Filter Kaapi Live

IIT Hyderabad student’s suicide note should trouble us all

Advertisements

On Tuesday afternoon, Indian Institute of Technology Hyderabad sent out a rather clinical media statement informing that a third year B.Tech student had passed away. Giving no details about how it was not a natural death, it did not reveal the identity of the student and requested for privacy for the family.

Fair enough. At Filter Kaapi, we are neither revealing the identity of the student nor publishing his photograph. But what is most disturbing about the death is that it was a suicide. The student allegedly killed himself by jumping off the hostel building early on Tuesday. The 20-year-old was taken to a nearby hospital and then shifted to a corporate hospital where he breathed his last. 

Minutes before taking the extreme step, the student had poured his heart out in an e-mail to a friend, pointing out that he was unable to concentrate on academics and that it had pushed him to a stage of depression. 

“I don’t find life interesting any more. I just want to put an end to everything. Life seems depressing. Never ending strands of misfortune to an extent that I mentally couldn’t tolerate it. I have no clue how my future is going to be. I have been feeling this for the past two months. Also the courses are going bad for me. I couldn’t concentrate well. There is a critic within me questioning my every move to the extent that I feel I shouldn’t exist. I shouldn’t exist because I am a self-obsessed guy. I was brought up that way, being compared with my peers all the time. Life rather seems depressing. Never-ending strands of misfortune to an extent that I mentally couldn’t tolerate it. I have no clue how my future is going to be. I have been feeling this for the past two months,” read the email.

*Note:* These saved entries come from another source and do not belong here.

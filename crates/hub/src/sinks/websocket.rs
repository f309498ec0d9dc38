//! WebSocketSink - writes frames as text messages to a WebSocket peer

use futures::{Sink, SinkExt};
use tokio_tungstenite::tungstenite::{Error as WsError, Message};
use tracing::{debug, instrument};

use contracts::{ContractError, MessageSink, WireFrame};

/// Sink over the write half of a WebSocket connection
pub struct WebSocketSink<S> {
    name: String,
    inner: S,
}

impl<S> WebSocketSink<S>
where
    S: Sink<Message, Error = WsError> + Unpin + Send,
{
    pub fn new(name: impl Into<String>, inner: S) -> Self {
        Self {
            name: name.into(),
            inner,
        }
    }
}

impl<S> MessageSink for WebSocketSink<S>
where
    S: Sink<Message, Error = WsError> + Unpin + Send,
{
    fn name(&self) -> &str {
        &self.name
    }

    async fn send(&mut self, frame: &WireFrame) -> Result<(), ContractError> {
        self.inner
            .send(Message::text(frame.as_str().to_owned()))
            .await
            .map_err(|e| ContractError::sink_send(&self.name, e.to_string()))
    }

    #[instrument(name = "websocket_sink_close", skip(self), fields(sink = %self.name))]
    async fn close(&mut self) -> Result<(), ContractError> {
        match self.inner.close().await {
            Ok(()) | Err(WsError::ConnectionClosed) | Err(WsError::AlreadyClosed) => {
                debug!("WebSocket closed");
                Ok(())
            }
            Err(e) => Err(ContractError::sink_close(&self.name, e.to_string())),
        }
    }
}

This letter should trouble us all. Because it is a failure of the support system – both his peers and the teaching staff at IIT – that it could not detect what a student was going through for 60 days. Did he seek help from friends or anyone in the administration? Was he counselled at the IIT counselling centre? Did anyone observe any behavioural discrepancies? 

Why this should have been done is because this is the third suicide at IIT Hyderabad this calendar year. In January, a final year mechanical engineering student killed himself. He was under medication and had visited a psychiatrist a week before committing suicide. In July, another student hanged himself in his hostel room. In his suicide note, he wrote about how he thought there was no future for “failures in the world” as he was not scoring good marks. 

Is the prestigious institution aware of what the students go through, their state of mind? Tuesday’s suicide shows no lessons were learnt from what happened in the earlier two cases. A professor at IIT Hyderabad, speaking to Filter Kaapi, denied there was any academic pressure. 

“We follow a particular system that allows them time to get the credits. There are also options to ensure there is no pressure at IIT-Hyderabad,” he said. 

Why did this 20-year-old choose to log out of life then? It is tragic that a life that held so much promise, that had managed to beat significant competition to enter an IIT, went away like this. Think of the trauma his parents and family must be going through. 

It is important that IIT Hyderabad bothers less about the impact the spate of suicides will have on its brand equity and thinks more about corrective measures. 2019 has shown they don’t have the luxury of time.